İlahiyat Fakültelerinin kuruluşunu 1 Eylül 1900 tarihinde İstanbul’da açılan Darülfünûn-ı Şâhane’deki Ulûm-i Diniyye Şubesine kadar götürmek mümkündür. 1908 Meşrutiyet’inden sonra değişikliğe uğrayan bu yapılanma önce Dârülfünûn-ı Osmânî’ye, 1913 yılından itibaren İstanbul Dârülfünun’a dönüştürülmüş, Ulûm-i Şer’iyye adıyla eğitim vermiştir. Programında ahlâk, siyer, dinler tarihi, Arap edebiyatı ve felsefe dersleri bulunan bu program 1914 yılında medreselerin ıslahı projesinde Medresetü’l-Mütehassısîn adıyla yeni bir binada eğitimini sürdürmüştür. 1918 yılından itibaren Süleymaniye Medresesi adıyla Tefsir, Hadis, Fıkıh, Kelam ve felsefe derslerinin yer aldığı Hikmet gibi derslerle yeni bir programa kavuşmuştur. Bu okul 3 Mart 1924 tarihinde çıkarılan Tevhîd-i Tedrîsad Kanunu ile kapatılmıştır.
21 Nisan 1924 tarih ve 493 sayılı kanun ile kurulan İstanbul Darülfünun’unda İlahiyat bölümünün açılmasına yer verilmiş ve 1925 tarihli Dârülfünun Tâlimnâmesinde İlahiyat Fakültesi adıyla kurulan Fakültede dinî ilimlere ait Tefsir, Hadis, Fıkıh gibi derslerin yanı sıra Din Felsefesi, Felsefe Tarihi, Sanat Felsefesi, Ahlak gibi felsefe derslerine programda yer verilmiştir. İstanbul Darülfünun’u 31 Mayıs 1933’de çıkarılan bir kanunla kapatılarak yerine İstanbul Üniversitesi kurulmuş, İlahiyat Fakültesi yerine ise İslam Tetkikleri adıyla öğrencisi olmayan bir Enstitü kurulmuştur.
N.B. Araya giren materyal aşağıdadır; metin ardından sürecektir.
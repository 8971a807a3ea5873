//! Tally data file exchanged with the MACI tooling and the round contract.
//!
//! All big integers are decimal strings.  `results.tally[i]` holds recipient
//! `i`'s quadratic vote count and `perVOSpentVoiceCredits.tally[i]` its linear
//! spend.  Commitment fields are optional on input; when present they are
//! checked against recomputed values.

use crate::arith::{decimal, decimal_opt, decimal_vec};
use crate::commitment::{self, CommitmentScheme};
use crate::error::{Result, RoundError};
use crate::tally::{RecipientTallyEntry, Tally};
use blake2::digest::{consts::U32, Digest};
use num_bigint::BigUint;
use num_traits::Zero;
use serde::{Deserialize, Serialize};
use std::path::Path;

type Blake2b256 = blake2::Blake2b<U32>;

/// One per-recipient section of the tally file.
#[derive(Debug, Clone, PartialEq, Eq, Serialize, Deserialize)]
pub struct TallySection {
    /// Value per recipient index.
    #[serde(with = "decimal_vec")]
    pub tally: Vec<BigUint>,
    /// Commitment salt.
    #[serde(with = "decimal")]
    pub salt: BigUint,
    /// `hash2(root(tally), salt)`, when recorded.
    #[serde(default, with = "decimal_opt", skip_serializing_if = "Option::is_none")]
    pub commitment: Option<BigUint>,
}

/// Total voice credits spent in the round.
#[derive(Debug, Clone, PartialEq, Eq, Serialize, Deserialize)]
pub struct SpentSection {
    /// Total spent.
    #[serde(with = "decimal")]
    pub spent: BigUint,
    /// Commitment salt.
    #[serde(with = "decimal")]
    pub salt: BigUint,
    /// `hash2(spent, salt)`, when recorded.
    #[serde(default, with = "decimal_opt", skip_serializing_if = "Option::is_none")]
    pub commitment: Option<BigUint>,
}

/// Full tally file.
#[derive(Debug, Clone, PartialEq, Eq, Serialize, Deserialize)]
#[serde(rename_all = "camelCase")]
pub struct TallyData {
    /// Address of the MACI instance the poll belongs to.
    pub maci: String,
    /// Poll identifier.
    #[serde(with = "decimal")]
    pub poll_id: BigUint,
    /// Depth of the recipient Merkle tree, when recorded.
    #[serde(default, skip_serializing_if = "Option::is_none")]
    pub recipient_tree_depth: Option<u8>,
    /// Quadratic vote counts.
    pub results: TallySection,
    /// Linear spend per recipient.
    #[serde(rename = "perVOSpentVoiceCredits")]
    pub per_vo_spent_voice_credits: TallySection,
    /// Total spend.
    pub total_spent_voice_credits: SpentSection,
}

/// The three commitments a round records for a tally.
#[derive(Debug, Clone, PartialEq, Eq, Serialize, Deserialize)]
#[serde(rename_all = "camelCase")]
pub struct TallyCommitments {
    /// Commitment to the quadratic vote counts.
    #[serde(with = "decimal")]
    pub results: BigUint,
    /// Commitment to the per-recipient linear spend.
    #[serde(with = "decimal")]
    pub per_vo_spent: BigUint,
    /// Commitment to the total spend.
    #[serde(with = "decimal")]
    pub total_spent: BigUint,
}

impl TallyData {
    /// Builds the file form of `tally`, recording all three commitments.
    pub fn from_tally(
        tally: &Tally,
        maci: impl Into<String>,
        poll_id: BigUint,
        depth: u8,
        scheme: &dyn CommitmentScheme,
    ) -> Result<Self> {
        let mut data = Self {
            maci: maci.into(),
            poll_id,
            recipient_tree_depth: Some(depth),
            results: TallySection {
                tally: tally.entries.iter().map(|e| e.quadratic_votes.clone()).collect(),
                salt: tally.results_salt.clone(),
                commitment: None,
            },
            per_vo_spent_voice_credits: TallySection {
                tally: tally.entries.iter().map(|e| e.linear_spent.clone()).collect(),
                salt: tally.per_vo_salt.clone(),
                commitment: None,
            },
            total_spent_voice_credits: SpentSection {
                spent: tally.total_spent.clone(),
                salt: tally.spent_salt.clone(),
                commitment: None,
            },
        };
        let commitments = data.compute_commitments(scheme)?;
        data.results.commitment = Some(commitments.results);
        data.per_vo_spent_voice_credits.commitment = Some(commitments.per_vo_spent);
        data.total_spent_voice_credits.commitment = Some(commitments.total_spent);
        Ok(data)
    }

    /// Parses a tally file body.
    pub fn from_json_str(input: &str) -> Result<Self> {
        serde_json::from_str(input)
            .map_err(|err| RoundError::Decode(format!("invalid tally data: {err}")))
    }

    /// Reads a tally file.
    pub fn load(path: &Path) -> Result<Self> {
        crate::io::read_json(path)
    }

    /// Writes a tally file.
    pub fn save(&self, path: &Path) -> Result<()> {
        crate::io::write_json(path, self)
    }

    /// Number of recipient slots.
    pub fn recipient_count(&self) -> usize {
        self.results.tally.len()
    }

    /// Recorded tree depth, or the smallest depth covering every recipient.
    pub fn tree_depth(&self) -> u8 {
        self.recipient_tree_depth
            .unwrap_or_else(|| commitment::min_depth(self.recipient_count()))
    }

    /// Structural checks: matching section lengths and spend totals.
    pub fn validate(&self) -> Result<()> {
        let count = self.recipient_count();
        let per_vo = self.per_vo_spent_voice_credits.tally.len();
        if per_vo != count {
            return Err(RoundError::invalid_input(format!(
                "results has {count} entries but perVOSpentVoiceCredits has {per_vo}"
            )));
        }
        if self.maci.trim().is_empty() {
            return Err(RoundError::invalid_input("tally data is missing the maci address"));
        }
        commitment::ensure_capacity(self.tree_depth(), count)?;
        self.to_tally()?.check_spent_total()
    }

    /// Converts back into a [`Tally`].
    pub fn to_tally(&self) -> Result<Tally> {
        let per_vo = &self.per_vo_spent_voice_credits.tally;
        if per_vo.len() != self.results.tally.len() {
            return Err(RoundError::invalid_input(format!(
                "results has {} entries but perVOSpentVoiceCredits has {}",
                self.results.tally.len(),
                per_vo.len()
            )));
        }
        let entries = self
            .results
            .tally
            .iter()
            .zip(per_vo)
            .enumerate()
            .map(|(recipient_index, (quadratic, linear))| RecipientTallyEntry {
                recipient_index,
                quadratic_votes: quadratic.clone(),
                linear_spent: linear.clone(),
                salt: self.results.salt.clone(),
            })
            .collect();
        Ok(Tally {
            entries,
            total_spent: self.total_spent_voice_credits.spent.clone(),
            results_salt: self.results.salt.clone(),
            per_vo_salt: self.per_vo_spent_voice_credits.salt.clone(),
            spent_salt: self.total_spent_voice_credits.salt.clone(),
        })
    }

    /// Recomputes the three commitments from the file contents.
    pub fn compute_commitments(&self, scheme: &dyn CommitmentScheme) -> Result<TallyCommitments> {
        let depth = self.tree_depth();
        Ok(TallyCommitments {
            results: commitment::tally_result_commitment(
                scheme,
                depth,
                &self.results.tally,
                &self.results.salt,
            )?,
            per_vo_spent: commitment::tally_result_commitment(
                scheme,
                depth,
                &self.per_vo_spent_voice_credits.tally,
                &self.per_vo_spent_voice_credits.salt,
            )?,
            total_spent: commitment::spent_commitment(
                scheme,
                &self.total_spent_voice_credits.spent,
                &self.total_spent_voice_credits.salt,
            ),
        })
    }

    /// Recomputes the commitments and checks any recorded in the file.
    pub fn verified_commitments(&self, scheme: &dyn CommitmentScheme) -> Result<TallyCommitments> {
        let computed = self.compute_commitments(scheme)?;
        let recorded = [
            ("results", &self.results.commitment, &computed.results),
            (
                "perVOSpentVoiceCredits",
                &self.per_vo_spent_voice_credits.commitment,
                &computed.per_vo_spent,
            ),
            (
                "totalSpentVoiceCredits",
                &self.total_spent_voice_credits.commitment,
                &computed.total_spent,
            ),
        ];
        for (section, recorded, computed) in recorded {
            if let Some(recorded) = recorded {
                if recorded != computed {
                    return Err(RoundError::mismatch(format!(
                        "{section} commitment {recorded} does not match recomputed {computed}"
                    )));
                }
            }
        }
        Ok(computed)
    }

    /// Commitments as recorded in the file, without recomputing them.
    pub fn recorded_commitments(&self) -> Result<TallyCommitments> {
        let recorded = |section: &str, value: &Option<BigUint>| {
            value.clone().ok_or_else(|| {
                RoundError::invalid_input(format!("{section} records no commitment"))
            })
        };
        Ok(TallyCommitments {
            results: recorded("results", &self.results.commitment)?,
            per_vo_spent: recorded(
                "perVOSpentVoiceCredits",
                &self.per_vo_spent_voice_credits.commitment,
            )?,
            total_spent: recorded(
                "totalSpentVoiceCredits",
                &self.total_spent_voice_credits.commitment,
            )?,
        })
    }

    /// Sum of the quadratic weights `Σ quadratic_votes²`.
    pub fn quadratic_weight_total(&self) -> BigUint {
        self.results
            .tally
            .iter()
            .fold(BigUint::zero(), |acc, votes| acc + votes * votes)
    }

    /// BLAKE2b-256 of the canonical (compact) JSON encoding, hex encoded.
    pub fn checksum(&self) -> Result<String> {
        let canonical = serde_json::to_vec(self)
            .map_err(|err| RoundError::Decode(format!("failed to encode tally data: {err}")))?;
        let mut hasher = Blake2b256::new();
        hasher.update(&canonical);
        Ok(hex::encode(hasher.finalize()))
    }
}

#[cfg(test)]
mod tests {
    use super::*;
    use crate::commitment::KeccakFieldCommitment;
    use crate::io::temp_path;

    fn sample(scheme: &KeccakFieldCommitment) -> TallyData {
        let json = r#"{
            "maci": "0x00000000000000000000000000000000000000aa",
            "pollId": "0",
            "results": {"tally": ["0", "0", "15"], "salt": "11"},
            "perVOSpentVoiceCredits": {"tally": ["0", "0", "130"], "salt": "12"},
            "totalSpentVoiceCredits": {"spent": "130", "salt": "13"}
        }"#;
        let data = TallyData::from_json_str(json).unwrap();
        data.verified_commitments(scheme).unwrap();
        data
    }

    #[test]
    fn parses_file_and_derives_depth() {
        let scheme = KeccakFieldCommitment;
        let data = sample(&scheme);
        assert_eq!(data.recipient_count(), 3);
        assert_eq!(data.tree_depth(), 1);
        data.validate().unwrap();
        let tally = data.to_tally().unwrap();
        assert_eq!(tally.entry(2).unwrap().linear_spent, BigUint::from(130u32));
        assert_eq!(data.quadratic_weight_total(), BigUint::from(225u32));
    }

    #[test]
    fn recorded_commitments_are_checked() {
        let scheme = KeccakFieldCommitment;
        let data = sample(&scheme);
        let rebuilt = TallyData::from_tally(
            &data.to_tally().unwrap(),
            data.maci.clone(),
            data.poll_id.clone(),
            1,
            &scheme,
        )
        .unwrap();
        let commitments = rebuilt.verified_commitments(&scheme).unwrap();
        assert_eq!(rebuilt.results.commitment.as_ref(), Some(&commitments.results));

        let mut tampered = rebuilt.clone();
        tampered.results.tally[2] = BigUint::from(16u32);
        assert!(matches!(
            tampered.verified_commitments(&scheme),
            Err(RoundError::CommitmentMismatch(_))
        ));
    }

    #[test]
    fn recorded_commitments_read_as_written() {
        let scheme = KeccakFieldCommitment;
        let data = sample(&scheme);
        assert!(matches!(
            data.recorded_commitments(),
            Err(RoundError::InvalidInput(_))
        ));

        let mut rebuilt = TallyData::from_tally(
            &data.to_tally().unwrap(),
            data.maci.clone(),
            data.poll_id.clone(),
            1,
            &scheme,
        )
        .unwrap();
        let computed = rebuilt.compute_commitments(&scheme).unwrap();
        assert_eq!(rebuilt.recorded_commitments().unwrap(), computed);

        // recorded values are returned verbatim, not recomputed
        rebuilt.results.commitment = Some(BigUint::from(5u32));
        let recorded = rebuilt.recorded_commitments().unwrap();
        assert_eq!(recorded.results, BigUint::from(5u32));
        assert_ne!(recorded, computed);

        rebuilt.total_spent_voice_credits.commitment = None;
        assert!(matches!(
            rebuilt.recorded_commitments(),
            Err(RoundError::InvalidInput(_))
        ));
    }

    #[test]
    fn inconsistent_sections_rejected() {
        let scheme = KeccakFieldCommitment;
        let mut data = sample(&scheme);
        data.total_spent_voice_credits.spent = BigUint::from(131u32);
        assert!(matches!(data.validate(), Err(RoundError::CommitmentMismatch(_))));
        data.per_vo_spent_voice_credits.tally.pop();
        assert!(matches!(data.validate(), Err(RoundError::InvalidInput(_))));
    }

    #[test]
    fn checksum_survives_save_and_load() {
        let scheme = KeccakFieldCommitment;
        let data = sample(&scheme);
        let path = temp_path("tally").join("tally.json");
        data.save(&path).unwrap();
        let loaded = TallyData::load(&path).unwrap();
        assert_eq!(loaded.checksum().unwrap(), data.checksum().unwrap());
        let mut changed = loaded.clone();
        changed.results.salt += 1u32;
        assert_ne!(changed.checksum().unwrap(), data.checksum().unwrap());
        std::fs::remove_dir_all(path.parent().unwrap()).unwrap();
    }
}
fn cmd_round_finalize(args: Vec<String>) {
    let flags = Flags::parse(args, &["--state", "--tally", "--alpha", "--config"], &[]);
    let state = flags.path("--state");
    let mut round = load_round(&state);
    let data = load_tally(&flags.path("--tally"));
    let configured = flags.get("--config").and_then(|path| {
        RoundConfig::load(Path::new(path))
            .unwrap_or_else(|err| fatal(&format!("bad config: {err}")))
            .alpha
    });
    round
        .verify_tally_checksum(&data)
        .unwrap_or_else(|err| fatal(&err.to_string()));
    let request = FinalizeRequest {
        total_spent: data.total_spent_voice_credits.spent.clone(),
        total_spent_salt: data.total_spent_voice_credits.salt.clone(),
        alpha: flags.uint("--alpha").or(configured),
    };
    let alpha = round
        .finalize(request, &SCHEME)
        .unwrap_or_else(|err| fatal(&format!("finalization failed: {err}")));
    save_round(&state, &round);
    println!("alpha: {alpha}");
}

fn cmd_round_claim(args: Vec<String>) {
    let flags = Flags::parse(args, &["--state", "--recipient"], &[]);
    let state = flags.path("--state");
    let mut round = load_round(&state);
    let recipient = flags
        .usize("--recipient")
        .unwrap_or_else(|| fatal("--recipient is required"));
    let amount = round
        .claim(recipient)
        .unwrap_or_else(|err| fatal(&err.to_string()));
    save_round(&state, &round);
    println!("recipient {recipient} claimed {amount}");
}

fn cmd_round_cancel(args: Vec<String>) {
    let flags = Flags::parse(args, &["--state"], &[]);
    let state = flags.path("--state");
    let mut round = load_round(&state);
    round.cancel().unwrap_or_else(|err| fatal(&err.to_string()));
    save_round(&state, &round);
    println!("phase: {}", round.phase());
}

fn cmd_round_withdraw(args: Vec<String>) {
    let flags = Flags::parse(args, &["--state", "--contributor"], &[]);
    let state = flags.path("--state");
    let mut round = load_round(&state);
    let contributor = flags.required("--contributor");
    let amount = round
        .withdraw(contributor)
        .unwrap_or_else(|err| fatal(&err.to_string()));
    save_round(&state, &round);
    println!("refunded {amount} to {contributor}");
}

fn cmd_round_show(args: Vec<String>) {
    let flags = Flags::parse(args, &["--state"], &[]);
    print_json(&load_round(&flags.path("--state")));
}
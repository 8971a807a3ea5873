//! Contributor sign-ups, vote messages and the message log wire format.
//!
//! Messages address contributors by their sign-up state index, never by public
//! key, so a key change does not break addressing.  A message is either a key
//! change or a vote; the JSON form uses nullable fields and is validated on
//! decode, so a [`Message`] value is always well formed.

use crate::arith::{self, decimal};
use crate::error::{Result, RoundError};
use num_bigint::BigUint;
use serde::{Deserialize, Serialize};
use std::collections::BTreeSet;
use std::fmt;
use std::path::Path;

/// Opaque contributor public key.
///
/// Key material and signatures are handled by the external MACI library; the
/// replayer only compares keys for equality.
#[derive(Debug, Clone, PartialEq, Eq, Hash, PartialOrd, Ord, Serialize, Deserialize)]
#[serde(transparent)]
pub struct PubKey(String);

impl PubKey {
    /// Wraps a serialised key, trimming surrounding whitespace.
    pub fn new(raw: impl AsRef<str>) -> Self {
        Self(raw.as_ref().trim().to_string())
    }

    /// Returns the serialised key.
    pub fn as_str(&self) -> &str {
        &self.0
    }
}

impl fmt::Display for PubKey {
    fn fmt(&self, f: &mut fmt::Formatter<'_>) -> fmt::Result {
        f.write_str(&self.0)
    }
}

/// Contributor registration captured at sign-up.
#[derive(Debug, Clone, PartialEq, Eq, Serialize, Deserialize)]
#[serde(rename_all = "camelCase")]
pub struct SignUp {
    /// Stable handle assigned at sign-up; every message references it.
    pub state_index: u64,
    /// Key valid for the contributor's first message.
    pub public_key: PubKey,
    /// Voice credits granted at sign-up; never increases afterwards.
    #[serde(with = "decimal")]
    pub voice_credit_balance: BigUint,
}

/// Effect of a message.
#[derive(Debug, Clone, PartialEq, Eq)]
pub enum Command {
    /// Rotate the contributor's active key.
    KeyChange {
        /// Key governing signatures of later messages.
        new_key: PubKey,
    },
    /// Set the voice credits allocated to one recipient; zero retracts.
    Vote {
        /// Target recipient (vote option) index.
        recipient_index: usize,
        /// Voice credits now allocated to the recipient.
        voice_credits: BigUint,
    },
}

/// A validated vote message.
#[derive(Debug, Clone, PartialEq, Eq, Serialize, Deserialize)]
#[serde(try_from = "RawMessage", into = "RawMessage")]
pub struct Message {
    /// State index of the contributor the message belongs to.
    pub state_index: u64,
    /// Per-contributor ordering number.
    pub nonce: u64,
    /// Key that signed the message, when the caller supplies it.
    pub signer: Option<PubKey>,
    /// What the message does.
    pub command: Command,
}

impl Message {
    /// Builds a vote message.
    pub fn vote(state_index: u64, nonce: u64, recipient_index: usize, voice_credits: u64) -> Self {
        Self {
            state_index,
            nonce,
            signer: None,
            command: Command::Vote {
                recipient_index,
                voice_credits: BigUint::from(voice_credits),
            },
        }
    }

    /// Builds a key-change message.
    pub fn key_change(state_index: u64, nonce: u64, new_key: PubKey) -> Self {
        Self {
            state_index,
            nonce,
            signer: None,
            command: Command::KeyChange { new_key },
        }
    }

    /// Attaches the signing key.
    pub fn signed_by(mut self, signer: PubKey) -> Self {
        self.signer = Some(signer);
        self
    }
}

/// Wire form of a message; exactly one of the vote or key-change shapes is populated.
#[derive(Debug, Clone, Serialize, Deserialize)]
#[serde(rename_all = "camelCase")]
struct RawMessage {
    state_index: u64,
    nonce: u64,
    #[serde(default)]
    recipient_index: Option<i64>,
    #[serde(default)]
    voice_credits: Option<serde_json::Value>,
    #[serde(default)]
    new_public_key: Option<PubKey>,
    #[serde(default, skip_serializing_if = "Option::is_none")]
    signer: Option<PubKey>,
}

impl TryFrom<RawMessage> for Message {
    type Error = RoundError;

    fn try_from(raw: RawMessage) -> Result<Self> {
        let context = format!("message (stateIndex {}, nonce {})", raw.state_index, raw.nonce);
        let command = match (raw.recipient_index, raw.voice_credits, raw.new_public_key) {
            (None, None, Some(new_key)) => Command::KeyChange { new_key },
            (Some(index), Some(credits), None) => {
                let recipient_index = usize::try_from(index).map_err(|_| {
                    RoundError::invalid_input(format!("{context}: negative recipient index {index}"))
                })?;
                let credits = arith::int_from_json(&credits)
                    .map_err(|err| RoundError::invalid_input(format!("{context}: {err}")))?;
                if arith::is_negative(&credits) {
                    return Err(RoundError::invalid_input(format!(
                        "{context}: negative voice credits {credits}"
                    )));
                }
                let voice_credits = credits.magnitude().clone();
                Command::Vote {
                    recipient_index,
                    voice_credits,
                }
            }
            (None, None, None) => {
                return Err(RoundError::invalid_input(format!(
                    "{context}: neither a vote nor a key change"
                )))
            }
            (Some(_), None, _) | (None, Some(_), _) => {
                return Err(RoundError::invalid_input(format!(
                    "{context}: recipientIndex and voiceCredits must be set together"
                )))
            }
            (Some(_), Some(_), Some(_)) => {
                return Err(RoundError::invalid_input(format!(
                    "{context}: a message cannot both vote and change keys"
                )))
            }
        };
        Ok(Self {
            state_index: raw.state_index,
            nonce: raw.nonce,
            signer: raw.signer,
            command,
        })
    }
}

impl From<Message> for RawMessage {
    fn from(msg: Message) -> Self {
        let (recipient_index, voice_credits, new_public_key) = match msg.command {
            Command::KeyChange { new_key } => (None, None, Some(new_key)),
            Command::Vote {
                recipient_index,
                voice_credits,
            } => (
                Some(recipient_index as i64),
                Some(serde_json::Value::String(voice_credits.to_str_radix(10))),
                None,
            ),
        };
        Self {
            state_index: msg.state_index,
            nonce: msg.nonce,
            recipient_index,
            voice_credits,
            new_public_key,
            signer: msg.signer,
        }
    }
}

/// Sign-ups plus the ordered sequence of submitted message batches.
///
/// Each batch is kept exactly as physically submitted: highest nonce first.
#[derive(Debug, Clone, Default, PartialEq, Eq, Serialize, Deserialize)]
#[serde(rename_all = "camelCase")]
pub struct MessageLog {
    /// Registered contributors.
    pub sign_ups: Vec<SignUp>,
    /// Submitted batches, oldest first.
    pub batches: Vec<Vec<Message>>,
}

impl MessageLog {
    /// Parses a log; any malformed message surfaces as [`RoundError::InvalidInput`].
    pub fn from_json_str(input: &str) -> Result<Self> {
        let log: Self = serde_json::from_str(input)
            .map_err(|err| RoundError::invalid_input(format!("invalid message log: {err}")))?;
        log.validate_sign_ups()?;
        Ok(log)
    }

    /// Reads and parses a log file.
    pub fn load(path: &Path) -> Result<Self> {
        Self::from_json_str(&crate::io::read_text(path)?)
    }

    /// Encodes the log as pretty JSON.
    pub fn to_json_string(&self) -> Result<String> {
        serde_json::to_string_pretty(self)
            .map_err(|err| RoundError::Decode(format!("failed to encode message log: {err}")))
    }

    /// Registers a contributor.
    pub fn sign_up(&mut self, state_index: u64, public_key: PubKey, voice_credits: u64) {
        self.sign_ups.push(SignUp {
            state_index,
            public_key,
            voice_credit_balance: BigUint::from(voice_credits),
        });
    }

    /// Appends a batch given in logical (ascending nonce) order, storing it
    /// reversed the way a contributor physically submits it.
    pub fn submit_batch(&mut self, mut logical: Vec<Message>) {
        logical.reverse();
        self.batches.push(logical);
    }

    /// Total number of messages across all batches.
    pub fn message_count(&self) -> usize {
        self.batches.iter().map(Vec::len).sum()
    }

    pub(crate) fn validate_sign_ups(&self) -> Result<()> {
        let mut seen = BTreeSet::new();
        for sign_up in &self.sign_ups {
            if !seen.insert(sign_up.state_index) {
                return Err(RoundError::invalid_input(format!(
                    "duplicate sign-up for state index {}",
                    sign_up.state_index
                )));
            }
        }
        Ok(())
    }
}
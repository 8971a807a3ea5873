//! The three pure entry points: log to tally, tally to claim proof, tally to
//! allocations.  Each call depends only on its arguments, so an interrupted
//! driver can recompute any of them and obtain identical output.

use crate::allocation::{self, Allocation, AllocationParams};
use crate::claim::{self, RecipientClaimData};
use crate::commitment::{self, CommitmentScheme};
use crate::config::RoundConfig;
use crate::error::Result;
use crate::message::MessageLog;
use crate::replay::{ReplayMode, ReplayReport, Replayer};
use crate::tally::{SaltSource, Tally, TallyAggregator};
use crate::tally_data::TallyData;
use num_bigint::BigUint;

/// Inputs to [`compute_tally`] beyond the message log.
#[derive(Debug, Clone, PartialEq, Eq)]
pub struct TallyParams {
    /// MACI instance address recorded in the tally file.
    pub maci: String,
    /// Poll identifier recorded in the tally file.
    pub poll_id: BigUint,
    /// Vote-option slots.
    pub recipient_count: usize,
    /// Depth of the recipient Merkle tree.
    pub recipient_tree_depth: u8,
    /// Message replay ordering.
    pub replay_mode: ReplayMode,
}

impl TallyParams {
    /// Parameters with the smallest tree that holds `recipient_count` slots.
    pub fn new(maci: impl Into<String>, poll_id: BigUint, recipient_count: usize) -> Self {
        Self {
            maci: maci.into(),
            poll_id,
            recipient_count,
            recipient_tree_depth: commitment::min_depth(recipient_count),
            replay_mode: ReplayMode::default(),
        }
    }

    /// Parameters taken from a round configuration.
    pub fn from_config(config: &RoundConfig) -> Result<Self> {
        Ok(Self {
            maci: config.maci.clone(),
            poll_id: config.poll_id.clone(),
            recipient_count: config.recipient_count()?,
            recipient_tree_depth: config.recipient_tree_depth,
            replay_mode: config.replay_mode,
        })
    }
}

/// Result of [`compute_tally`].
#[derive(Debug, Clone)]
pub struct TallyOutcome {
    /// Per-recipient totals.
    pub tally: Tally,
    /// File form, with commitments recorded.
    pub data: TallyData,
    /// Messages excluded during replay and over-budget contributors.
    pub report: ReplayReport,
}

/// Replays `log`, aggregates the tally and commits to it.
pub fn compute_tally(
    log: &MessageLog,
    params: &TallyParams,
    salts: &SaltSource,
    scheme: &dyn CommitmentScheme,
) -> Result<TallyOutcome> {
    commitment::ensure_capacity(params.recipient_tree_depth, params.recipient_count)?;
    let (votes, report) = Replayer::new(params.recipient_count, params.replay_mode).replay(log)?;
    let tally = TallyAggregator::new(params.recipient_count).aggregate(&votes, salts)?;
    let data = TallyData::from_tally(
        &tally,
        params.maci.clone(),
        params.poll_id.clone(),
        params.recipient_tree_depth,
        scheme,
    )?;
    tracing::info!(
        recipients = params.recipient_count,
        total_spent = %tally.total_spent,
        excluded = report.excluded.len(),
        over_budget = report.over_budget.len(),
        scheme = scheme.name(),
        "tally computed"
    );
    Ok(TallyOutcome {
        tally,
        data,
        report,
    })
}

/// Claim proof for `recipient_index`.
pub fn compute_claim_data(
    data: &TallyData,
    recipient_index: usize,
    scheme: &dyn CommitmentScheme,
) -> Result<RecipientClaimData> {
    claim::claim_data(data, recipient_index, scheme)
}

/// Claimable amount for every recipient in `data`.
pub fn compute_allocations(
    data: &TallyData,
    alpha: &BigUint,
    voice_credit_factor: &BigUint,
) -> Result<Vec<Allocation>> {
    data.validate()?;
    let params = AllocationParams::new(alpha.clone(), voice_credit_factor.clone())?;
    allocation::allocate(&data.to_tally()?.entries, &params)
}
4 Haziran 1949 tarihinde 5424 sayılı kanunla kurulan Ankara Üniversitesine bağlı İlahiyat Fakültesinin kurulması ve akabinde 17 Kasım 1959 tarihinde 575 sayılı kararla kurulan İstanbul Yüksek İslam Enstitüsü ile birlikte Konya (1962), Kayseri (1965), İzmir (1966), Erzurum (1969), Bursa (1975), Samsun (1976) gibi şehirlerde kurulan Yüksek İslam Enstitüleri takip etmiştir. 20 Temmuz 1982 tarihli 41 sayılı kanunla Yüksek İslam Enstitüleri İlahiyat Fakültelerine dönüştürülerek bulundukları ilin üniversitelerine bağlanmıştır.
Günümüz Türkiye’sinde neredeyse her üniversiteye bağlı olarak yaklaşık 90 civarında İlahiyat/İslami Bilimler Fakültesi bulunmaktadır.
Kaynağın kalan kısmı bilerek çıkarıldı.